WHAT YOU WILL DO:
Find every line in the records below that contains "AssertPolicy", and copy it.
--- DATA SUPPLIED ---
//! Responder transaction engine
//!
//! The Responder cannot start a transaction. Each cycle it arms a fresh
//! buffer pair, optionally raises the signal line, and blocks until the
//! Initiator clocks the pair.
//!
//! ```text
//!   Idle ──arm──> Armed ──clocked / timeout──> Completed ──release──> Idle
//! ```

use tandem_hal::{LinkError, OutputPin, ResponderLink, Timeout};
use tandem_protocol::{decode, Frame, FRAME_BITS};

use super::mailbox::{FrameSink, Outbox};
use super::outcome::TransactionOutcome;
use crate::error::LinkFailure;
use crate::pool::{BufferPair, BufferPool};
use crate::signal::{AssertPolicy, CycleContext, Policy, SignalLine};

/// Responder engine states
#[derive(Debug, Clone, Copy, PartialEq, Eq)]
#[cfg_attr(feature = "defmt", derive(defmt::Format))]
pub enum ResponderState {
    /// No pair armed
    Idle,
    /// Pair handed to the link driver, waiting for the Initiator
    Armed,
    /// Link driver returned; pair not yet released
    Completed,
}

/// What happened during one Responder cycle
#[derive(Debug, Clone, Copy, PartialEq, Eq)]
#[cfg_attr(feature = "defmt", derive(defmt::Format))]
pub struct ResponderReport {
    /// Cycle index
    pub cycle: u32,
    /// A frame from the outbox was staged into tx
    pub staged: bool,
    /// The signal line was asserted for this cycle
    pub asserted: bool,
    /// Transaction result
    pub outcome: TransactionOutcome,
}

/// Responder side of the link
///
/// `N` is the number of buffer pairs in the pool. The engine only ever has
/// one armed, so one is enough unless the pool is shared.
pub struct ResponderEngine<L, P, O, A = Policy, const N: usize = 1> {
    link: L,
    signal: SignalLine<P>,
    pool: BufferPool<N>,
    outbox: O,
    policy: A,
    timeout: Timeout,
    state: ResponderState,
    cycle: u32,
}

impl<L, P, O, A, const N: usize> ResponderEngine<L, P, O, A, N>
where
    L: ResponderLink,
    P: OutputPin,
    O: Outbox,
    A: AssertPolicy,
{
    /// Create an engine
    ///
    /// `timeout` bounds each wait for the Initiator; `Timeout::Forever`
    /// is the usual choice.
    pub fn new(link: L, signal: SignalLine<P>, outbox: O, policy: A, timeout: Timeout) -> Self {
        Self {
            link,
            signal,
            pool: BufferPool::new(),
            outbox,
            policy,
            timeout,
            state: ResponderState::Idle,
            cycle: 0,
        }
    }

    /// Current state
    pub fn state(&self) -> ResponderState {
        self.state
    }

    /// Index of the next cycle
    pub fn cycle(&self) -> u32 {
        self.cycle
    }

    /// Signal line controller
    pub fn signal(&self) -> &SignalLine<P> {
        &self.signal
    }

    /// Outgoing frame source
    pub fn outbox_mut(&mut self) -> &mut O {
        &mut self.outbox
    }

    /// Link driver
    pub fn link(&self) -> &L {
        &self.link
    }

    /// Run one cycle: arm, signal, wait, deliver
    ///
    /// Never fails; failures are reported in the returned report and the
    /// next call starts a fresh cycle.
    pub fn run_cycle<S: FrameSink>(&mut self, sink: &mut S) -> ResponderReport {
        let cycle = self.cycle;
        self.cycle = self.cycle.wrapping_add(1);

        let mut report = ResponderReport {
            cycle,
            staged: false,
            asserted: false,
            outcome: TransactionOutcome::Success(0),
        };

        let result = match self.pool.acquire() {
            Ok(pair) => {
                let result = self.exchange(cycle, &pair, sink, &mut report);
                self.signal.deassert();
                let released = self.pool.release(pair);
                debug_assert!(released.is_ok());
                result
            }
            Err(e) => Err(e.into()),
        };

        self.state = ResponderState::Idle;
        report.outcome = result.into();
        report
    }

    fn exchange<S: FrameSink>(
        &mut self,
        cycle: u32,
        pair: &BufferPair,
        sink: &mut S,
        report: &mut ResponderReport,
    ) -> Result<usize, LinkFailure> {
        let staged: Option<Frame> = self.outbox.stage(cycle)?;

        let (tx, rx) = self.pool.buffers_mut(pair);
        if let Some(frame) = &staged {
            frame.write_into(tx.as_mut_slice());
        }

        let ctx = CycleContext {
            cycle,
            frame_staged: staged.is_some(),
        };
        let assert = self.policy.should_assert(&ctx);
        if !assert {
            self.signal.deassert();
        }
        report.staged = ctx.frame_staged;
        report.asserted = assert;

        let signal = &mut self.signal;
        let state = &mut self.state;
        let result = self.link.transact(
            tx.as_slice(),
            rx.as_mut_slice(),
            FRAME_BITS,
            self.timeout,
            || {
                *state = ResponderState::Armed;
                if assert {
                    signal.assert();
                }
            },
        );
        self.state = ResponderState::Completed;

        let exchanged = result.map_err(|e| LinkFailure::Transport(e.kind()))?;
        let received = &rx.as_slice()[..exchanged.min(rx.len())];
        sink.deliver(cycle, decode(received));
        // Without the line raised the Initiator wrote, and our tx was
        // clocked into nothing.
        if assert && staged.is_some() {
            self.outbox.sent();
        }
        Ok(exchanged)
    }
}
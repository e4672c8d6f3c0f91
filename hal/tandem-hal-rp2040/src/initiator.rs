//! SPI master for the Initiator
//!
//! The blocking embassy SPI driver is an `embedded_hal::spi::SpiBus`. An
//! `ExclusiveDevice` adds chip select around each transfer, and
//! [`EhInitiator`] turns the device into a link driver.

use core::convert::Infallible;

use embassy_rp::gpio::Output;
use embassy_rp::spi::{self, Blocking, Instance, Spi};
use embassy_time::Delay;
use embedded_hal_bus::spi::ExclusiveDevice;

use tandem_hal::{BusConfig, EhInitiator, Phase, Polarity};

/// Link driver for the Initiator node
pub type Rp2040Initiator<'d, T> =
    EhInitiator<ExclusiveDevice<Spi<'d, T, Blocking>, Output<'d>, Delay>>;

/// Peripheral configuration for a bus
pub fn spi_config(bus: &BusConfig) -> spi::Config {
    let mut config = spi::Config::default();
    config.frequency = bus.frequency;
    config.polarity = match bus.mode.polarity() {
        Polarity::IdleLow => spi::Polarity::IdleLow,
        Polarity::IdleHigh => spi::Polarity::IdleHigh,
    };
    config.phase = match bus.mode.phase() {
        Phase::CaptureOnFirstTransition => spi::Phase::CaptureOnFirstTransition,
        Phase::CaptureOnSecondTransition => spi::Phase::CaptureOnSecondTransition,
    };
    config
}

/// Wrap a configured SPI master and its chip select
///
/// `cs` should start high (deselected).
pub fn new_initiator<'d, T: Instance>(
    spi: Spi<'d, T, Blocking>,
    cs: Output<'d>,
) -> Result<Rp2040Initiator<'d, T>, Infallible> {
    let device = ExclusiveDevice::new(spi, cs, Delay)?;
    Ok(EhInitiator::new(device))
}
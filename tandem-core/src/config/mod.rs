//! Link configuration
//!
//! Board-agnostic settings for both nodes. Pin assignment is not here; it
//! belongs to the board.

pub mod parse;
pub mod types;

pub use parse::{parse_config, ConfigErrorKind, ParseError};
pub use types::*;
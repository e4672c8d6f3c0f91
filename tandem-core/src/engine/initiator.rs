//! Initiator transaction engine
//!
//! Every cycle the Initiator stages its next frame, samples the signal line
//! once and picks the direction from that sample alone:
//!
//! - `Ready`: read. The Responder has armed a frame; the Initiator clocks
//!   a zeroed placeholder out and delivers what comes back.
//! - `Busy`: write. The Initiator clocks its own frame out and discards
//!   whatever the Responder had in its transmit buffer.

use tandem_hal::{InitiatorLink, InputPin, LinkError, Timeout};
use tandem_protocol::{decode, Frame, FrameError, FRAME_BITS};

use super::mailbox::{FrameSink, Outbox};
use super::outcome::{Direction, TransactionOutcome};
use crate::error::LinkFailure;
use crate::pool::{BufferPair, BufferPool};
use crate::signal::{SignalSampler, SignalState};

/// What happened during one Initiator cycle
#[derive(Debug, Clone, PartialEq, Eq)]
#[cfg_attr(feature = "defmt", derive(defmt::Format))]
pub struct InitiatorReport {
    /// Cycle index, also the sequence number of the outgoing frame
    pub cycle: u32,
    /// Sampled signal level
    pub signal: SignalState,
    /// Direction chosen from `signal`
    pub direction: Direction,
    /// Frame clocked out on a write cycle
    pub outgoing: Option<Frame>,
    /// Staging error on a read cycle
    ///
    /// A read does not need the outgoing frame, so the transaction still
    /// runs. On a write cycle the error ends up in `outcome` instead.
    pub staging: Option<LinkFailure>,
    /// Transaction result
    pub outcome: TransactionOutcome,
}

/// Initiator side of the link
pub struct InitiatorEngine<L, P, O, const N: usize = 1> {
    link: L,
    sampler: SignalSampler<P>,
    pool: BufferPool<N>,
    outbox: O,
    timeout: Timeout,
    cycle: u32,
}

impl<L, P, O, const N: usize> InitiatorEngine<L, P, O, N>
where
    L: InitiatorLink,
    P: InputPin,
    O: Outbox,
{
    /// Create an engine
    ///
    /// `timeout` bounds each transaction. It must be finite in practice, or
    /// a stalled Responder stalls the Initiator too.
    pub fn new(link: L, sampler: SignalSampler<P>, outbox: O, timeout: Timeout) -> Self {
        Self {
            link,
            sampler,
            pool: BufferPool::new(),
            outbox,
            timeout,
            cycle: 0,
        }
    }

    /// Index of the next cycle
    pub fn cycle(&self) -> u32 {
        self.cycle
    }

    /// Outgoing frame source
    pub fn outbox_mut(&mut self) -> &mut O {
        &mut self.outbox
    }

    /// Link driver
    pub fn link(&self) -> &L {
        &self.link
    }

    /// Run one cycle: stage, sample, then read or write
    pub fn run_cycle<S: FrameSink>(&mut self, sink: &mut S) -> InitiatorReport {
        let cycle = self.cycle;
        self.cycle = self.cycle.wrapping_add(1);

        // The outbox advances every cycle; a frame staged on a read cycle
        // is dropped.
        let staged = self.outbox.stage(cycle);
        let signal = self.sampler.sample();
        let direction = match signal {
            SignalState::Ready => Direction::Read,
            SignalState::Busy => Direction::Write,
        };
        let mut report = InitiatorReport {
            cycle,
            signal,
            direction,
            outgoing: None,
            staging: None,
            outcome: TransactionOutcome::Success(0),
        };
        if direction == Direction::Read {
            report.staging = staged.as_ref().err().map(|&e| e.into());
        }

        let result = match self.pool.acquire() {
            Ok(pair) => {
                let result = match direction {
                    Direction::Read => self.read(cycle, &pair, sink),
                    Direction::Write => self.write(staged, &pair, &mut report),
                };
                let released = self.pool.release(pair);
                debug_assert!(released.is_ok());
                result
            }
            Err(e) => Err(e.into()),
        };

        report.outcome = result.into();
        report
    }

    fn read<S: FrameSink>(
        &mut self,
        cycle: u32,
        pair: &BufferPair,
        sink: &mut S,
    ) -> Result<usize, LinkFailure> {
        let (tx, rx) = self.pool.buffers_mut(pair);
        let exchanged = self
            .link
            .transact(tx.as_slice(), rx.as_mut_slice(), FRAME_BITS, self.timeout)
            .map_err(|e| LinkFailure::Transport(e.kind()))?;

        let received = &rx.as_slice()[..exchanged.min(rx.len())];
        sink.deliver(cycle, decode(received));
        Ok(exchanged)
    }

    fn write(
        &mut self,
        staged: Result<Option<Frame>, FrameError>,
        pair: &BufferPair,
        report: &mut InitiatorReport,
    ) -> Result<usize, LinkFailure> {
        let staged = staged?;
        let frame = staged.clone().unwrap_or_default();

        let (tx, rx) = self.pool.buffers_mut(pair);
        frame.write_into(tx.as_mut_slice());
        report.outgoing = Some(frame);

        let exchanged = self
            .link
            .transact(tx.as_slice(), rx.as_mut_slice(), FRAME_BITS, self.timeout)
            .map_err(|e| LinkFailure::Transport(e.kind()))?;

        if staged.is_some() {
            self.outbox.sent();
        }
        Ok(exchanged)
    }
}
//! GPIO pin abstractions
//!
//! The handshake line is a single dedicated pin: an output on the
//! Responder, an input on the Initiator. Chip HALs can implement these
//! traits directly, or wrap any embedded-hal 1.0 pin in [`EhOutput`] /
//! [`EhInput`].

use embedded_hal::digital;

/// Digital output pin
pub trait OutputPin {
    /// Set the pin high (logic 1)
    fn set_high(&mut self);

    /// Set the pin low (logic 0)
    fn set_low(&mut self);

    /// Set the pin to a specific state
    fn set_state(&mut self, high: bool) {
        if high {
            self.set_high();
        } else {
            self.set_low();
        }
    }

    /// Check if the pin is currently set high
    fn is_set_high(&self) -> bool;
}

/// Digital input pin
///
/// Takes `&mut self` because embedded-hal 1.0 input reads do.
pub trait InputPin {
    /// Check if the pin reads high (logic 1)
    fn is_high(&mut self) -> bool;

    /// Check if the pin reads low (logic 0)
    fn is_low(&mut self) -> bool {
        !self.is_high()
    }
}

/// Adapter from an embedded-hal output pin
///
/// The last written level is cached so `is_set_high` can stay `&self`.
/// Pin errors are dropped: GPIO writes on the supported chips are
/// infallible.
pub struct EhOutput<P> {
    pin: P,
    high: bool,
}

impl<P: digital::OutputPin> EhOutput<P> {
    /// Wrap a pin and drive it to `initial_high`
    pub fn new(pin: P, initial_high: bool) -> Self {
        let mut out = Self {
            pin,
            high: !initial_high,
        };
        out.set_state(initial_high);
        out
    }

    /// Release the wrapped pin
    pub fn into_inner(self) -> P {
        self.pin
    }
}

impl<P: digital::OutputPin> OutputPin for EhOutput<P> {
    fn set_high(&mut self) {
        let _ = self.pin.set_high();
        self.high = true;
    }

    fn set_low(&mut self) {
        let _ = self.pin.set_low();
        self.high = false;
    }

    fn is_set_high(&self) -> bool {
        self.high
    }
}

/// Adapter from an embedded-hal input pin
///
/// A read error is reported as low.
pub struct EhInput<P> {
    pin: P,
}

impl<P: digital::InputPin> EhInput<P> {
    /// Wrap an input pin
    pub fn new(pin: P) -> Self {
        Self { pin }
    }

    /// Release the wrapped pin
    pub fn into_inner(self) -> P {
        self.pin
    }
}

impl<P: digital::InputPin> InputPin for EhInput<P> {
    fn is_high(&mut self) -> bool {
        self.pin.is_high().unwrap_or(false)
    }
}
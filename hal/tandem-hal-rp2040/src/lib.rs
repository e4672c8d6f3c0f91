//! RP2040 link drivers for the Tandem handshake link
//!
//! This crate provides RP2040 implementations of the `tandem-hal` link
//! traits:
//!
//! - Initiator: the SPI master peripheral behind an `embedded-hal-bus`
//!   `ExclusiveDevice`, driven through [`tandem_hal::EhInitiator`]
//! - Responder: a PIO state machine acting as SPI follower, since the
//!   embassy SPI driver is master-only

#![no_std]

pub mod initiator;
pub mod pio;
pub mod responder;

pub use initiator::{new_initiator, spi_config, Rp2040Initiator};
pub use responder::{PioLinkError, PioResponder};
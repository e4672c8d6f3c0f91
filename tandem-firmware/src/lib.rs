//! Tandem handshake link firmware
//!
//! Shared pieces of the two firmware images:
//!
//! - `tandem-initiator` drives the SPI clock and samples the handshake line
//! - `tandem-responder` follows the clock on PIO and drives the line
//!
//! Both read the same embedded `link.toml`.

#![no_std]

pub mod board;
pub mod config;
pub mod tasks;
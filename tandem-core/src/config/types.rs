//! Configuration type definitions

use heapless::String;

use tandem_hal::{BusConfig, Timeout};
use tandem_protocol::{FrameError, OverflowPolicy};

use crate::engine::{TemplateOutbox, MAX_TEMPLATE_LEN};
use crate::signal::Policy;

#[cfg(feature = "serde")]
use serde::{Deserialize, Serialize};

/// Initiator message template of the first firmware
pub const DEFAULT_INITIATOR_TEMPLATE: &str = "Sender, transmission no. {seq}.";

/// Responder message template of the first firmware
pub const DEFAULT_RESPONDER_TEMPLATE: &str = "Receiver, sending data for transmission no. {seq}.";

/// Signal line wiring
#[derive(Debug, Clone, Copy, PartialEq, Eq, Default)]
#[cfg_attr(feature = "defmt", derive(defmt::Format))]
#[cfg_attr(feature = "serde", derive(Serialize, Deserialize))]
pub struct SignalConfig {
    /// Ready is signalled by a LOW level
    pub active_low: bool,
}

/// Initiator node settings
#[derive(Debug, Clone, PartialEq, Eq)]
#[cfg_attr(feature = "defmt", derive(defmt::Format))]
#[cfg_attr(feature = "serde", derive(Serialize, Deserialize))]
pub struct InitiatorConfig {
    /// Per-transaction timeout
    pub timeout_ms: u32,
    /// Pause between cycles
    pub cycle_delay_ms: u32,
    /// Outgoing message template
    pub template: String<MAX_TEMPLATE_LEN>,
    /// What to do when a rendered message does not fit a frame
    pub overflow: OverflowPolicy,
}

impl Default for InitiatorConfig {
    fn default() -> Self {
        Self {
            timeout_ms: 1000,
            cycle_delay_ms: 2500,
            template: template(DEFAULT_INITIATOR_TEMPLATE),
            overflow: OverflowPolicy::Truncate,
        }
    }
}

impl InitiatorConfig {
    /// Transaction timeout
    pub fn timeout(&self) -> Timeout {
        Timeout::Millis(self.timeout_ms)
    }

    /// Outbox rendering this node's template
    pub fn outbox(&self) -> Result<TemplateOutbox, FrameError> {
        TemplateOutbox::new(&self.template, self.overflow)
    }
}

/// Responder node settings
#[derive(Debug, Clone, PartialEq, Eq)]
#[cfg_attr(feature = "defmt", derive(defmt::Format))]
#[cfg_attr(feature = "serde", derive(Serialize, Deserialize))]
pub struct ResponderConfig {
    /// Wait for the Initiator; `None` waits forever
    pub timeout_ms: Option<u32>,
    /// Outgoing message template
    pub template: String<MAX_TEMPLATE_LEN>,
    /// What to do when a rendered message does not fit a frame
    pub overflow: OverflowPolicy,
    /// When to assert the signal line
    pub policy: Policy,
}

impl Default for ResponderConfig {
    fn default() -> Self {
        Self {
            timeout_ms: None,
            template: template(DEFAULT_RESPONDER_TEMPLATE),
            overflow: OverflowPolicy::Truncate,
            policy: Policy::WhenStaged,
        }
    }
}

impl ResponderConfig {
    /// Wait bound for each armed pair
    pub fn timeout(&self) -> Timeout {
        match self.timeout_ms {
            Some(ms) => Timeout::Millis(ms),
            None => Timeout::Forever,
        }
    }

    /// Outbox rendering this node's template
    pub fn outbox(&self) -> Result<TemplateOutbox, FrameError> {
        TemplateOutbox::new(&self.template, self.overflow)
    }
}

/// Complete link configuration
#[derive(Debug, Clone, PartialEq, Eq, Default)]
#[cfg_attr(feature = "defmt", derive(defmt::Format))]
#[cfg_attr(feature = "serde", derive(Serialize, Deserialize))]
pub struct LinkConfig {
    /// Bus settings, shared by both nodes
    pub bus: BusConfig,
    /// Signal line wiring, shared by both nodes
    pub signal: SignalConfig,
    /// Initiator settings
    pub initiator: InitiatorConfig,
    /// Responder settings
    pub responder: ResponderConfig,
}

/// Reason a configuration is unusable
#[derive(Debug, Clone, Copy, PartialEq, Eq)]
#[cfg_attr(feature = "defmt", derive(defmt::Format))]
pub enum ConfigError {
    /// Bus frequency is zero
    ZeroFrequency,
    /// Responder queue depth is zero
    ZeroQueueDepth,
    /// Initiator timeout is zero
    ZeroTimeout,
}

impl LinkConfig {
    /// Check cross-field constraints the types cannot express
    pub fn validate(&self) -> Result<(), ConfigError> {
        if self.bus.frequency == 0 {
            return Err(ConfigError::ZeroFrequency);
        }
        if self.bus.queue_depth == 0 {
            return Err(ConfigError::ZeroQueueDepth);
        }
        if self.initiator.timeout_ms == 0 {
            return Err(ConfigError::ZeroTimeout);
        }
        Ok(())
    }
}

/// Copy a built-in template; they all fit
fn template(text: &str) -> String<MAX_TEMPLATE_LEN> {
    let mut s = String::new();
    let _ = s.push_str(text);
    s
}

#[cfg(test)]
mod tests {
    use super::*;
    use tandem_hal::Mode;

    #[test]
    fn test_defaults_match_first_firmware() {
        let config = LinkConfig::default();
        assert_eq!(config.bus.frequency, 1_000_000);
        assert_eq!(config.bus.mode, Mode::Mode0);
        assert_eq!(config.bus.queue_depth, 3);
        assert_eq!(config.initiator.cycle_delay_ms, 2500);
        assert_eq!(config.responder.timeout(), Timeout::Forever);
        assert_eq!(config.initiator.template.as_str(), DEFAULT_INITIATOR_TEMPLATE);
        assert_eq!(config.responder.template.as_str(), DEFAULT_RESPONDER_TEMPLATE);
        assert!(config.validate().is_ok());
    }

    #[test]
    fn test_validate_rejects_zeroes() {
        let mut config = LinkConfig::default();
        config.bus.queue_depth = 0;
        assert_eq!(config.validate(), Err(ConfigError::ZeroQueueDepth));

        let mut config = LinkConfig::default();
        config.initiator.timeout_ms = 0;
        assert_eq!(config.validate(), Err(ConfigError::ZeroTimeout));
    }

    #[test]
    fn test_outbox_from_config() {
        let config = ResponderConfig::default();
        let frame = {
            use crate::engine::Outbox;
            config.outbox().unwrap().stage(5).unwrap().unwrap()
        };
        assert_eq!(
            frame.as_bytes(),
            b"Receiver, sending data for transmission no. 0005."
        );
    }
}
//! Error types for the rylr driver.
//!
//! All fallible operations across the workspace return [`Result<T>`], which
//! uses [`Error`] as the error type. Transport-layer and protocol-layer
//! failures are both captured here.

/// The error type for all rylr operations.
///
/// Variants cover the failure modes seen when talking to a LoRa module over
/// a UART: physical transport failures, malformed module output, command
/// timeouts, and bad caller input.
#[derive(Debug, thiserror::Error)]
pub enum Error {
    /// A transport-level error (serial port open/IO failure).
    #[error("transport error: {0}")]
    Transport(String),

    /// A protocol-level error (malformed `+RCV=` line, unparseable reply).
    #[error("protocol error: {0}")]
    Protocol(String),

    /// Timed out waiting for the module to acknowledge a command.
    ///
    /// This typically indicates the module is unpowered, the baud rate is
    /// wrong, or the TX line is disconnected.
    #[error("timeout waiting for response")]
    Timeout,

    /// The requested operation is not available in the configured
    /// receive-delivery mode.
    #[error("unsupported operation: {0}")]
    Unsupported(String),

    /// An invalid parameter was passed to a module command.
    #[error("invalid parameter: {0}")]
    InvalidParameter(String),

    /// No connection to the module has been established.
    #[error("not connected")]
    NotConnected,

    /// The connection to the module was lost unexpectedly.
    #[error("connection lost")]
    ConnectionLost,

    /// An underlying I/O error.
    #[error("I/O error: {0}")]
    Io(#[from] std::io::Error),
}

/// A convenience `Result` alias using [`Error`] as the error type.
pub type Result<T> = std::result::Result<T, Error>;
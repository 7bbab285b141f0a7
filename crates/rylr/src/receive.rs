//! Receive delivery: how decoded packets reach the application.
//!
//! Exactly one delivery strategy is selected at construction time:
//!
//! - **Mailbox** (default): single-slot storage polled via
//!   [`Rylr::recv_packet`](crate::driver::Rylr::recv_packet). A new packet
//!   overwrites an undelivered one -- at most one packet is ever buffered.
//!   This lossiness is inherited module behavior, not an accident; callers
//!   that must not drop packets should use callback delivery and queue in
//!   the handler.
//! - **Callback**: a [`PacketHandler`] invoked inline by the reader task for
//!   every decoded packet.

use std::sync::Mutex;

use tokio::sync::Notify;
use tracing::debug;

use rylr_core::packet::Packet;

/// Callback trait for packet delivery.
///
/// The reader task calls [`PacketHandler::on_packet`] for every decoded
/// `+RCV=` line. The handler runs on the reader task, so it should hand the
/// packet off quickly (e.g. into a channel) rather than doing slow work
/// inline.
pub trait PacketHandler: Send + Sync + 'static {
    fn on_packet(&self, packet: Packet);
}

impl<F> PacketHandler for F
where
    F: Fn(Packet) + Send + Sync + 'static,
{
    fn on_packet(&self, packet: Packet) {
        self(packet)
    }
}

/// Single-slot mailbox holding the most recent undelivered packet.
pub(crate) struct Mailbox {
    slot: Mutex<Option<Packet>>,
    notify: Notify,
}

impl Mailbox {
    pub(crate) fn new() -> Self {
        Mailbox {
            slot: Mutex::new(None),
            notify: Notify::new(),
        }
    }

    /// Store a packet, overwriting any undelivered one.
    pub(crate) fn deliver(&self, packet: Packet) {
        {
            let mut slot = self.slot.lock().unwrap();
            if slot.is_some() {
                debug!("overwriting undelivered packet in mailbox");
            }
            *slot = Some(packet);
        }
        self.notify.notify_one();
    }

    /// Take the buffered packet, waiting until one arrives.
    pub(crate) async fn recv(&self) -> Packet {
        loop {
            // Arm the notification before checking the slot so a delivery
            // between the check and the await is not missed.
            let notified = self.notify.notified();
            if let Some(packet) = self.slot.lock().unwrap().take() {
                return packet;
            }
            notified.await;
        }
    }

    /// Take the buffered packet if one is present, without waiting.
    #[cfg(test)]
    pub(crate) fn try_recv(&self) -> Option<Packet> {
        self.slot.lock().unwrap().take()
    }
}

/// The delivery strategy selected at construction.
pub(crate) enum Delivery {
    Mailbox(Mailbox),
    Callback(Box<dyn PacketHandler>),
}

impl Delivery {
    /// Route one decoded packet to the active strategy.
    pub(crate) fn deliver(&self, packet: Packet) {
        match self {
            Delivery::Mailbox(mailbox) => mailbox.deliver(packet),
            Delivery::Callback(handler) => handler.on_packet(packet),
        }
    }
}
---
TASK ANSWER:
use crate::signal::{AssertPolicy, CycleContext, Policy, SignalLine};
    A: AssertPolicy,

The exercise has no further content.